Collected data

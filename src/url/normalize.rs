use crate::UrlError;
use url::{ParseError, Url};

/// Canonicalizes a URL into the form used as the crawl deduplication key
///
/// # Canonicalization Steps
///
/// 1. Parse the URL; default the scheme to `http` when it is missing
/// 2. Lowercase scheme and host
/// 3. Remove `www.` prefix from the host
/// 4. Drop the port when it is the scheme's default (80 / 443; `Url::parse` does this)
/// 5. Empty path becomes `/`
/// 6. Remove fragment (everything after #)
/// 7. Keep the query string as given
/// 8. Remove trailing slashes (except for root /)
///
/// The function is pure and idempotent: canonicalizing a canonical URL
/// returns it unchanged.
///
/// # Arguments
///
/// * `raw` - The URL string to canonicalize
///
/// # Returns
///
/// * `Ok(Url)` - Canonical URL
/// * `Err(UrlError)` - The input cannot be parsed or has no host
///
/// # Examples
///
/// ```
/// use site_sift::url::canonicalize;
///
/// let url = canonicalize("HTTP://WWW.Example.COM:80/Foo/#top").unwrap();
/// assert_eq!(url.as_str(), "http://example.com/Foo");
/// ```
pub fn canonicalize(raw: &str) -> Result<Url, UrlError> {
    let raw = raw.trim();
    if raw.is_empty() {
        return Err(UrlError::Malformed("empty URL".to_string()));
    }

    // Step 1: Parse, retrying with an explicit scheme for inputs like "example.com/a"
    let mut url = match Url::parse(raw) {
        Ok(url) => url,
        Err(ParseError::RelativeUrlWithoutBase) => Url::parse(&format!("http://{}", raw))
            .map_err(|e| UrlError::Malformed(format!("{}: {}", raw, e)))?,
        Err(e) => return Err(UrlError::Malformed(format!("{}: {}", raw, e))),
    };

    // Steps 2 & 3: Lowercase the host and remove www. prefix
    let host = match url.host_str() {
        Some(h) if !h.is_empty() => h.to_lowercase(),
        _ => return Err(UrlError::MissingHost(raw.to_string())),
    };
    let host = host.strip_prefix("www.").unwrap_or(&host).to_string();
    url.set_host(Some(&host))
        .map_err(|e| UrlError::Malformed(format!("{}: {}", raw, e)))?;

    // Steps 5 & 8: Normalize path
    let path = normalize_path(url.path());
    url.set_path(&path);

    // Step 6: Remove fragment
    url.set_fragment(None);

    Ok(url)
}

/// Defaults an empty path to root and drops trailing slashes
fn normalize_path(path: &str) -> String {
    let trimmed = path.trim_end_matches('/');
    if trimmed.is_empty() {
        "/".to_string()
    } else {
        trimmed.to_string()
    }
}
use std::{net::SocketAddr, path::PathBuf};

use anyhow::Context;

#[derive(Clone, Debug)]
pub struct Config {
    pub addr: SocketAddr,
    pub database_url: String,
    pub media_root: PathBuf,
    pub media_url: String,
    pub admin_token: String,
    pub site_title: String,
    pub submissions_per_minute: u32,
    /// Take the client ip from `X-Forwarded-For`/`X-Real-IP` instead of the socket peer.
    pub trust_proxy: bool,
}

impl Config {
    pub fn from_env() -> anyhow::Result<Self> {
        dotenvy::dotenv().ok();

        let host = std::env::var("HOST").unwrap_or_else(|_| "0.0.0.0".to_string());
        let port: u16 =
            std::env::var("PORT").unwrap_or_else(|_| "8000".to_string()).parse().context("PORT")?;

        let database_url = std::env::var("DATABASE_URL")
            .unwrap_or_else(|_| "sqlite://movies.db?mode=rwc".to_string());

        let media_root =
            PathBuf::from(std::env::var("MEDIA_ROOT").unwrap_or_else(|_| "media".to_string()));

        let mut media_url = std::env::var("MEDIA_URL").unwrap_or_else(|_| "/media/".to_string());
        if !media_url.ends_with('/') {
            media_url.push('/');
        }

        let admin_token = std::env::var("ADMIN_TOKEN").unwrap_or_default();
        let site_title = std::env::var("SITE_TITLE").unwrap_or_else(|_| "Movies".to_string());

        let submissions_per_minute: u32 = std::env::var("SUBMISSIONS_PER_MINUTE")
            .ok()
            .and_then(|s| s.parse().ok())
            .unwrap_or(10);

        let trust_proxy = std::env::var("TRUST_PROXY")
            .map(|v| matches!(v.trim().to_ascii_lowercase().as_str(), "1" | "true" | "yes"))
            .unwrap_or(false);

        Ok(Self {
            addr: format!("{host}:{port}").parse().context("HOST/PORT")?,
            database_url,
            media_root,
            media_url,
            admin_token,
            site_title,
            submissions_per_minute,
            trust_proxy,
        })
    }

    /// Public URL of a stored media path.
    pub fn media(&self, path: &str) -> String {
        format!("{}{}", self.media_url, path.trim_start_matches('/'))
    }
}

#[cfg(test)]
impl Config {
    pub fn for_tests() -> Self {
        Self {
            addr: "127.0.0.1:0".parse().expect("static addr"),
            database_url: "sqlite::memory:".to_string(),
            media_root: PathBuf::from("media"),
            media_url: "/media/".to_string(),
            admin_token: "secret-token".to_string(),
            site_title: "Movies".to_string(),
            submissions_per_minute: 100,
            trust_proxy: true,
        }
    }
}
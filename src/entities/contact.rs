use sea_orm::entity::prelude::*;

#[derive(Clone, Debug, PartialEq, DeriveEntityModel)]
#[sea_orm(table_name = "contact")]
pub struct Model {
    #[sea_orm(primary_key)]
    pub id: i32,
    pub email: String,
    /// Unix seconds.
    pub date: i64,
}

#[derive(Copy, Clone, Debug, EnumIter, DeriveRelation)]
pub enum Relation {}

impl ActiveModelBehavior for ActiveModel {}

impl std::fmt::Display for Model {
    fn fmt(&self, f: &mut std::fmt::Formatter<'_>) -> std::fmt::Result {
        f.write_str(&self.email)
    }
}
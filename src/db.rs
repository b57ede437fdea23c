use std::time::Duration;

use migration::Migrator;
use sea_orm::{ConnectOptions, ConnectionTrait, Database, DatabaseConnection, Statement};
use sea_orm_migration::MigratorTrait;

use crate::error::AppResult;

pub async fn connect_and_migrate(database_url: &str) -> AppResult<DatabaseConnection> {
    let mut opts = ConnectOptions::new(database_url);
    opts.sqlx_logging(false).acquire_timeout(Duration::from_secs(10));

    // Every pooled connection to `:memory:` would get its own empty database.
    if database_url.contains(":memory:") {
        opts.max_connections(1).min_connections(1);
    }

    let db = Database::connect(opts).await?;

    let pragmas = [
        "PRAGMA foreign_keys=ON",
        "PRAGMA journal_mode=WAL",
        "PRAGMA synchronous=NORMAL",
    ];
    for pragma in pragmas {
        db.execute(Statement::from_string(db.get_database_backend(), pragma.to_string())).await?;
    }

    Migrator::up(&db, None).await?;
    tracing::debug!("database migrated");

    Ok(db)
}

pub fn now_sec() -> i64 {
    jiff::Timestamp::now().as_second()
}

#[cfg(test)]
pub async fn test_db() -> DatabaseConnection {
    connect_and_migrate("sqlite::memory:").await.expect("in-memory database")
}
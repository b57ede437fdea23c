use maud::{Markup, html};

use super::{
    ModelAdmin, ModelKind, column_label,
    changelist::{Cell, FilterGroup, ListQuery, Row, render_cell},
    forms::{Field, Fieldset, Input},
};
use crate::{
    config::Config,
    entities::{movie, reviews},
    templates::page,
};

const BUTTON: &str = "rounded bg-blue-600 px-3 py-1 text-sm text-white hover:bg-blue-700";
const SECONDARY: &str =
    "rounded border border-gray-300 bg-white px-3 py-1 text-sm text-gray-700 hover:bg-gray-100";
const DANGER: &str = "rounded bg-red-600 px-3 py-1 text-sm text-white hover:bg-red-700";
const INPUT: &str = "w-full rounded border border-gray-300 px-2 py-1";

fn admin_title(cfg: &Config) -> String {
    format!("{} administration", cfg.site_title)
}

fn layout(cfg: &Config, crumbs: Markup, body: Markup) -> Markup {
    html! {
        header class="bg-gray-800 text-white" {
            div class="max-w-6xl mx-auto px-6 py-3 flex items-center justify-between" {
                a class="font-semibold" href="/admin/" { (admin_title(cfg)) }
                div class="flex items-center gap-4 text-sm" {
                    a class="hover:underline" href="/" { "View site" }
                    form method="post" action="/admin/logout/" {
                        button class="hover:underline" type="submit" { "Log out" }
                    }
                }
            }
        }
        nav class="max-w-6xl mx-auto px-6 pt-4 text-sm text-gray-500" {
            a class="text-blue-600" href="/admin/" { "Home" }
            (crumbs)
        }
        main class="max-w-6xl mx-auto px-6 py-6" { (body) }
    }
}

fn crumbs(kind: ModelKind, last: Option<&str>) -> Markup {
    html! {
        " › "
        a class="text-blue-600" href=(kind.list_url()) { (kind.verbose_name_plural()) }
        @if let Some(last) = last {
            " › " (last)
        }
    }
}

pub fn login(cfg: &Config, error: Option<&str>) -> String {
    page(
        &cfg.site_title,
        "Log in",
        html! {
            div class="max-w-sm mx-auto mt-24 bg-white shadow rounded-lg p-6" {
                h1 class="text-xl font-bold text-gray-900" { (admin_title(cfg)) }
                @if let Some(error) = error {
                    p class="mt-3 text-sm text-red-600" { (error) }
                }
                form class="mt-4 space-y-3" method="post" action="/admin/login/" {
                    label class="block text-sm text-gray-700" for="token" { "Admin token" }
                    input class=(INPUT) id="token" type="password" name="token" autofocus required;
                    button class=(BUTTON) type="submit" { "Log in" }
                }
            }
        },
    )
}
use axum::http::StatusCode;
use maud::{DOCTYPE, Markup, html};

use crate::{
    config::Config,
    entities::{category, movie},
    models::{ActorDetail, MovieDetail, ReviewThread},
};

const TAILWIND_CDN: &str = "https://cdn.tailwindcss.com";

/// Blocks shown beside every public page.
pub struct Sidebar {
    pub categories: Vec<category::Model>,
    pub last_movies: Vec<movie::Model>,
}

pub fn movie_list_page(
    cfg: &Config,
    heading: &str,
    movies: &[movie::Model],
    sidebar: &Sidebar,
) -> String {
    page(
        &cfg.site_title,
        heading,
        layout(
            cfg,
            sidebar,
            html! {
                h1 class="text-3xl font-bold text-gray-900" { (heading) }
                @if movies.is_empty() {
                    p class="mt-6 text-gray-600" { "No movies yet." }
                } @else {
                    div class="mt-6 grid gap-6 sm:grid-cols-2 lg:grid-cols-3" {
                        @for movie in movies {
                            a class="block bg-white shadow rounded-lg overflow-hidden hover:shadow-md" href=(movie.get_absolute_url()) {
                                img class="w-full h-64 object-cover" src=(cfg.media(&movie.poster)) alt=(movie.title);
                                div class="p-4" {
                                    h2 class="font-semibold text-gray-900" { (movie.title) }
                                    p class="text-sm text-gray-500" { (movie.year) " · " (movie.country) }
                                    @if !movie.tagline.is_empty() {
                                        p class="mt-2 text-sm text-gray-600 italic" { (movie.tagline) }
                                    }
                                }
                            }
                        }
                    }
                }
            },
        ),
    )
}

pub fn movie_page(cfg: &Config, detail: &MovieDetail, sidebar: &Sidebar) -> String {
    let movie = &detail.movie;

    page(
        &cfg.site_title,
        &movie.title,
        layout(
            cfg,
            sidebar,
            html! {
                div class="bg-white shadow rounded-lg p-6 flex flex-col md:flex-row gap-6" {
                    img class="w-56 rounded" src=(cfg.media(&movie.poster)) alt=(movie.title);
                    div {
                        h1 class="text-3xl font-bold text-gray-900" { (movie.title) " (" (movie.year) ")" }
                        @if !movie.tagline.is_empty() {
                            p class="mt-1 text-gray-500 italic" { (movie.tagline) }
                        }
                        dl class="mt-4 grid grid-cols-[auto,1fr] gap-x-4 gap-y-1 text-sm" {
                            dt class="text-gray-500" { "Country" } dd { (movie.country) }
                            dt class="text-gray-500" { "Premiere" } dd { (movie.world_premiere) }
                            @if let Some(category) = &detail.category {
                                dt class="text-gray-500" { "Category" }
                                dd { a class="text-blue-600" href=(category.get_absolute_url()) { (category.name) } }
                            }
                            dt class="text-gray-500" { "Directors" }
                            dd { (people(&detail.directors)) }
                            dt class="text-gray-500" { "Cast" }
                            dd { (people(&detail.actors)) }
                            dt class="text-gray-500" { "Genres" }
                            dd {
                                @for (i, genre) in detail.genres.iter().enumerate() {
                                    @if i > 0 { ", " }
                                    a class="text-blue-600" href=(genre.get_absolute_url()) { (genre.name) }
                                }
                            }
                            dt class="text-gray-500" { "Budget" } dd { "$" (movie.budget) }
                            dt class="text-gray-500" { "Fees in USA" } dd { "$" (movie.fees_in_usa) }
                            dt class="text-gray-500" { "Fees in world" } dd { "$" (movie.fees_in_world) }
                        }

                        div class="mt-4" {
                            @match &detail.rating {
                                Some(rating) => {
                                    p class="text-sm text-gray-700" {
                                        "Rating " (format!("{:.1}", rating.average)) " · " (rating.votes) " votes"
                                    }
                                },
                                None => {
                                    p class="text-sm text-gray-500" { "No votes yet." }
                                },
                            }
                            @if !detail.stars.is_empty() {
                                form class="mt-2 flex gap-2 items-center" method="post" action="/add-rating/" {
                                    input type="hidden" name="movie" value=(movie.id);
                                    select class="rounded border border-gray-300 px-2 py-1" name="star" {
                                        @for star in &detail.stars {
                                            option value=(star.id) { (star.value) }
                                        }
                                    }
                                    button class="rounded bg-blue-600 px-3 py-1 text-white" type="submit" { "Rate" }
                                }
                            }
                        }
                    }
                }

                div class="mt-6 bg-white shadow rounded-lg p-6" {
                    p class="text-gray-700 whitespace-pre-line" { (movie.description) }
                }

                @if !detail.shots.is_empty() {
                    div class="mt-6 grid gap-4 sm:grid-cols-3" {
                        @for shot in &detail.shots {
                            figure {
                                img class="rounded" src=(cfg.media(&shot.image)) alt=(shot.title);
                                figcaption class="mt-1 text-xs text-gray-500" { (shot.title) }
                            }
                        }
                    }
                }

                div class="mt-6 bg-white shadow rounded-lg p-6" {
                    h2 class="text-xl font-semibold text-gray-900" { "Reviews" }
                    @for thread in &detail.reviews {
                        (review_thread(movie.id, thread))
                    }
                    h3 class="mt-6 font-semibold text-gray-900" { "Leave a review" }
                    (review_form(movie.id, None))
                }
            },
        ),
    )
}

pub fn actor_page(cfg: &Config, detail: &ActorDetail, sidebar: &Sidebar) -> String {
    let actor = &detail.actor;

    page(
        &cfg.site_title,
        &actor.name,
        layout(
            cfg,
            sidebar,
            html! {
                div class="bg-white shadow rounded-lg p-6 flex gap-6" {
                    img class="w-40 rounded" src=(cfg.media(&actor.image)) alt=(actor.name);
                    div {
                        h1 class="text-3xl font-bold text-gray-900" { (actor.name) }
                        p class="text-gray-500" { "Age " (actor.age) }
                        p class="mt-4 text-gray-700 whitespace-pre-line" { (actor.description) }
                    }
                }
                (film_links("Acted in", &detail.acted_in))
                (film_links("Directed", &detail.directed))
            },
        ),
    )
}

/// Sidebar block listing the result of `tags::get_last_movies`.
pub fn last_movies(cfg: &Config, movies: &[movie::Model]) -> Markup {
    html! {
        div class="bg-white shadow rounded-lg p-4" {
            h2 class="font-semibold text-gray-900" { "Recently added" }
            ul class="mt-3 space-y-3" {
                @for movie in movies {
                    li class="flex gap-3 items-center" {
                        img class="w-10 h-14 object-cover rounded" src=(cfg.media(&movie.poster)) alt=(movie.title);
                        a class="text-sm text-blue-600 hover:text-blue-800" href=(movie.get_absolute_url()) { (movie.title) }
                    }
                }
            }
        }
    }
}

pub fn error_page(status: StatusCode, message: &str) -> String {
    page(
        "Error",
        status.canonical_reason().unwrap_or("Error"),
        html! {
            div class="min-h-screen bg-gray-50 flex items-center justify-center" {
                div class="max-w-xl w-full px-6" {
                    div class="bg-white shadow rounded-lg p-8" {
                        h1 class="text-2xl font-bold text-gray-900" { (status.as_u16()) " " (status.canonical_reason().unwrap_or("Error")) }
                        p class="mt-4 text-gray-700" { (message) }
                        a class="mt-6 inline-block text-blue-600 hover:text-blue-800" href="/" { "Back" }
                    }
                }
            }
        },
    )
}

pub(crate) fn page(site: &str, title: &str, body: Markup) -> String {
    html! {
        (DOCTYPE)
        html lang="en" {
            head {
                meta charset="utf-8";
                meta name="viewport" content="width=device-width, initial-scale=1";
                title { (title) " | " (site) }
                script src=(TAILWIND_CDN) {}
            }
            body class="bg-gray-50" { (body) }
        }
    }
    .into_string()
}

fn layout(cfg: &Config, sidebar: &Sidebar, main: Markup) -> Markup {
    html! {
        header class="bg-white shadow" {
            div class="max-w-6xl mx-auto px-6 py-4" {
                a class="text-xl font-bold text-gray-900" href="/" { (cfg.site_title) }
            }
        }
        div class="max-w-6xl mx-auto px-6 py-8 grid gap-8 lg:grid-cols-[1fr,18rem]" {
            main { (main) }
            aside class="space-y-6" {
                div class="bg-white shadow rounded-lg p-4" {
                    h2 class="font-semibold text-gray-900" { "Categories" }
                    ul class="mt-3 space-y-1" {
                        @for category in &sidebar.categories {
                            li { a class="text-sm text-blue-600 hover:text-blue-800" href=(category.get_absolute_url()) { (category.name) } }
                        }
                    }
                }
                (last_movies(cfg, &sidebar.last_movies))
                div class="bg-white shadow rounded-lg p-4" {
                    h2 class="font-semibold text-gray-900" { "Contact us" }
                    form class="mt-3 space-y-2" method="post" action="/contact/" {
                        input class="w-full rounded border border-gray-300 px-2 py-1" type="email" name="email" placeholder="Your email" required;
                        button class="w-full rounded bg-blue-600 px-3 py-1 text-white" type="submit" { "Send" }
                    }
                }
            }
        }
    }
}

fn people(actors: &[crate::entities::actor::Model]) -> Markup {
    html! {
        @for (i, actor) in actors.iter().enumerate() {
            @if i > 0 { ", " }
            a class="text-blue-600" href=(actor.get_absolute_url()) { (actor.name) }
        }
    }
}

fn film_links(label: &str, movies: &[movie::Model]) -> Markup {
    html! {
        @if !movies.is_empty() {
            div class="mt-6 bg-white shadow rounded-lg p-6" {
                h2 class="text-xl font-semibold text-gray-900" { (label) }
                ul class="mt-3 space-y-1" {
                    @for movie in movies {
                        li { a class="text-blue-600" href=(movie.get_absolute_url()) { (movie.title) " (" (movie.year) ")" } }
                    }
                }
            }
        }
    }
}

fn review_thread(movie_id: i32, thread: &ReviewThread) -> Markup {
    let review = &thread.review;
    html! {
        div class="mt-4 border-l-4 border-gray-200 pl-4" {
            p class="text-sm font-semibold text-gray-900" { (review.name) }
            p class="mt-1 text-gray-700 whitespace-pre-line" { (review.text) }
            details class="mt-1" {
                summary class="text-xs text-blue-600 cursor-pointer" { "Reply" }
                (review_form(movie_id, Some(review.id)))
            }
            @for reply in &thread.replies {
                (review_thread(movie_id, reply))
            }
        }
    }
}

fn review_form(movie_id: i32, parent: Option<i32>) -> Markup {
    html! {
        form class="mt-2 space-y-2" method="post" action=(format!("/review/{movie_id}/")) {
            @if let Some(parent) = parent {
                input type="hidden" name="parent" value=(parent);
            }
            div class="grid gap-2 sm:grid-cols-2" {
                input class="rounded border border-gray-300 px-2 py-1" name="name" placeholder="Name" maxlength="100" required;
                input class="rounded border border-gray-300 px-2 py-1" type="email" name="email" placeholder="Email" required;
            }
            textarea class="w-full rounded border border-gray-300 px-2 py-1" name="text" rows="4" maxlength="5000" required {}
            button class="rounded bg-blue-600 px-3 py-1 text-white" type="submit" { "Send" }
        }
    }
}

» **Instructions to follow**
Among the lines above, return each one holding the string "SocketAddr".

» **Answer space**
use std::{net::SocketAddr, path::PathBuf};
    pub addr: SocketAddr,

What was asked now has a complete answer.